Excitons in soliton and bipolaron lattice states of doped Peierls systems

TL;DR

This paper investigates exciton effects in doped Peierls systems' soliton and bipolaron lattice states using an electron-lattice model, revealing how electron-hole attraction influences excitation energies and oscillator strengths.

Contribution

It introduces a combined Hartree-Fock and single-CI approach to analyze excitonic effects in doped Peierls systems, highlighting the impact of electron correlations on optical properties.

Findings

Exciton binding reduces excitation energies when correlations are included.

Lower excited states have increased oscillator strengths in single-CI calculations.
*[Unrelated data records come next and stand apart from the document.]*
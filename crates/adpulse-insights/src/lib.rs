//! Hypothesis generation, validation and confidence scoring.
//!
//! Everything here is a pure function of the run's
//! [`adpulse_core::DatasetSummary`] and the cleaned rows behind it: the
//! weighted confidence model, Welch's t-test, the validator that turns a
//! candidate into a [`adpulse_core::ValidatedHypothesis`], and the final
//! ranking.

pub mod generator;
pub mod ranking;
pub mod scorer;
pub mod stats;
pub mod validator;

pub use generator::{initial_confidence, HypothesisGenerator, RuleBasedGenerator, MIN_HYPOTHESES};
pub use ranking::{compare_ranked, rank_hypotheses};
pub use scorer::{
    combine_confidence, segmentation_evidence, validation_strength, ConfidenceInputs,
};
pub use stats::{welch_t_test, WelchTest};
pub use validator::{
    decide_status, HypothesisValidator, TestOutcome, ValidatorSettings, INCONCLUSIVE_CAP,
    SIGNIFICANCE_LEVEL,
};
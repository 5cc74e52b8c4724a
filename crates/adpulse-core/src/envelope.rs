//! The metadata + status wrapper every stage output travels in.

use chrono::{DateTime, Utc};
use serde::{Deserialize, Serialize};
use serde_json::Value;

use crate::error::PipelineError;

#[derive(Debug, Clone, Copy, PartialEq, Eq, Serialize, Deserialize)]
#[serde(rename_all = "lowercase")]
pub enum StageStatus {
    Success,
    Failure,
    Partial,
}

#[derive(Debug, Clone, PartialEq, Serialize, Deserialize)]
pub struct ErrorInfo {
    pub error_type: String,
    pub error_message: String,
    #[serde(default, skip_serializing_if = "Value::is_null")]
    pub error_details: Value,
}

impl From<&PipelineError> for ErrorInfo {
    fn from(err: &PipelineError) -> Self {
        Self {
            error_type: err.error_type().to_string(),
            error_message: err.to_string(),
            error_details: err.details(),
        }
    }
}

#[derive(Debug, Clone, PartialEq, Serialize, Deserialize)]
pub struct Envelope<T> {
    pub agent_name: String,
    pub timestamp: DateTime<Utc>,
    pub execution_duration_ms: u64,
    pub status: StageStatus,
    /// Number of times the stage was invoked, retries included.
    pub attempts: u32,
    #[serde(default, skip_serializing_if = "Option::is_none")]
    pub error: Option<ErrorInfo>,
    #[serde(default, skip_serializing_if = "Option::is_none")]
    pub payload: Option<T>,
}

impl<T> Envelope<T> {
    pub fn success(agent_name: &str, execution_duration_ms: u64, attempts: u32, payload: T) -> Self {
        Self {
            agent_name: agent_name.to_string(),
            timestamp: Utc::now(),
            execution_duration_ms,
            status: StageStatus::Success,
            attempts,
            error: None,
            payload: Some(payload),
        }
    }

    pub fn failure(
        agent_name: &str,
        execution_duration_ms: u64,
        attempts: u32,
        err: &PipelineError,
    ) -> Self {
        Self {
            agent_name: agent_name.to_string(),
            timestamp: Utc::now(),
            execution_duration_ms,
            status: StageStatus::Failure,
            attempts,
            error: Some(ErrorInfo::from(err)),
            payload: None,
        }
    }

    /// The same envelope with its payload dropped, for metadata-only logs.
    #[must_use]
    pub fn without_payload(&self) -> Envelope<()> {
        Envelope {
            agent_name: self.agent_name.clone(),
            timestamp: self.timestamp,
            execution_duration_ms: self.execution_duration_ms,
            status: self.status,
            attempts: self.attempts,
            error: self.error.clone(),
            payload: None,
        }
    }

    #[must_use]
    pub fn is_success(&self) -> bool {
        self.status == StageStatus::Success
    }
}

#[cfg(test)]
mod tests {
    use serde_json::json;

    use super::*;

    #[test]
    fn failure_envelope_carries_error_type_and_details() {
        let err = PipelineError::validation(
            "Missing required fields in dataset",
            json!({ "missing_fields": ["spend"] }),
        );
        let env: Envelope<()> = Envelope::failure("metrics_engine", 12, 1, &err);
        let value = serde_json::to_value(&env).unwrap();
        assert_eq!(value["status"], "failure");
        assert_eq!(value["error"]["error_type"], "ValidationError");
        assert_eq!(value["error"]["error_details"]["missing_fields"][0], "spend");
        assert!(value.get("payload").is_none());
    }

    #[test]
    fn success_envelope_round_trips() {
        let env = Envelope::success("trend_engine", 3, 2, vec![1_u32, 2, 3]);
        let json = serde_json::to_string(&env).unwrap();
        let back: Envelope<Vec<u32>> = serde_json::from_str(&json).unwrap();
        assert_eq!(back, env);
        assert!(back.is_success());
        assert_eq!(back.without_payload().payload, None);
    }
}
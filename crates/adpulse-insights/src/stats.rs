//! Welch's unequal-variance t-test.
//!
//! The statistic and Welch-Satterthwaite degrees of freedom are computed here;
//! the Student-t tail and quantile come from `statrs`.

use statrs::distribution::{ContinuousCDF, StudentsT};

/// Result of comparing a sample against a reference sample.
#[derive(Debug, Clone, Copy, PartialEq)]
pub struct WelchTest {
    pub t_statistic: f64,
    pub degrees_of_freedom: f64,
    /// Two-sided p-value.
    pub p_value: f64,
    /// `mean(sample) - mean(reference)`.
    pub mean_difference: f64,
    /// 95 % confidence interval for `mean_difference`.
    pub confidence_interval: [f64; 2],
}

const CI_ALPHA: f64 = 0.05;

#[must_use]
#[allow(clippy::cast_precision_loss)]
pub fn mean(values: &[f64]) -> f64 {
    values.iter().sum::<f64>() / values.len() as f64
}

/// Sample variance (n - 1 denominator).
#[must_use]
#[allow(clippy::cast_precision_loss)]
pub fn sample_variance(values: &[f64]) -> f64 {
    let m = mean(values);
    values.iter().map(|v| (v - m).powi(2)).sum::<f64>() / (values.len() as f64 - 1.0)
}

/// Run Welch's t-test. Needs at least two values on each side and a
/// finite, positive degrees of freedom.
#[must_use]
#[allow(clippy::cast_precision_loss)]
pub fn welch_t_test(sample: &[f64], reference: &[f64]) -> Option<WelchTest> {
    if sample.len() < 2 || reference.len() < 2 {
        return None;
    }
    let (n1, n2) = (sample.len() as f64, reference.len() as f64);
    let diff = mean(sample) - mean(reference);
    let a = sample_variance(sample) / n1;
    let b = sample_variance(reference) / n2;
    let se = (a + b).sqrt();

    if se == 0.0 || !se.is_finite() {
        // Both samples constant: any difference is exact.
        let p_value = if diff == 0.0 { 1.0 } else { 0.0 };
        return Some(WelchTest {
            t_statistic: if diff == 0.0 { 0.0 } else { diff.signum() * f64::INFINITY },
            degrees_of_freedom: n1 + n2 - 2.0,
            p_value,
            mean_difference: diff,
            confidence_interval: [diff, diff],
        });
    }

    let t = diff / se;
    let df = (a + b).powi(2) / (a.powi(2) / (n1 - 1.0) + b.powi(2) / (n2 - 1.0));
    let p_value = two_sided_p(t, df)?;
    let margin = t_critical(df, CI_ALPHA)? * se;

    Some(WelchTest {
        t_statistic: t,
        degrees_of_freedom: df,
        p_value,
        mean_difference: diff,
        confidence_interval: [diff - margin, diff + margin],
    })
}

/// `P(|T| >= |t|)` for a Student-t with `df` degrees of freedom.
///
/// Returns `None` when `df` is not a valid degrees-of-freedom value.
#[must_use]
pub fn two_sided_p(t: f64, df: f64) -> Option<f64> {
    let dist = StudentsT::new(0.0, 1.0, df).ok()?;
    if !t.is_finite() {
        return Some(0.0);
    }
    Some((2.0 * dist.sf(t.abs())).clamp(0.0, 1.0))
}

/// Two-sided critical value: the `t` for which `two_sided_p(t, df) == alpha`.
fn t_critical(df: f64, alpha: f64) -> Option<f64> {
    let dist = StudentsT::new(0.0, 1.0, df).ok()?;
    Some(dist.inverse_cdf(1.0 - alpha / 2.0))
}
Oscillator strengths of the lowest-energy exciton increase linearly with electron concentration.

Abstract

Exciton effects on soliton and bipolaron lattice states are investigated using an electron-lattice Peierls model with long-range Coulomb interactions. The Hartree-Fock (HF) approximation and the single-excitation configuration-interaction (single-CI) method are used to obtain optical absorption spectra. We discuss the following properties: (1) The attraction between the excited electron and the remaining hole makes the excitation energy smaller when the correlations are taken into account by the single-CI. The oscillator strengths of the lower excited states become relatively larger than in the HF calculations. (2) We look at variations of relative oscillator strengths of two or three kinds of excitons described by the single-CI. While the excess-electron concentration is small, the ratio of the oscillator strengths of the exciton with the lowest energy, which is calculated against the total electronic excitation oscillator strengths, increases almost linearly. The oscillator strengths accumulate at this exciton as the concentration increases.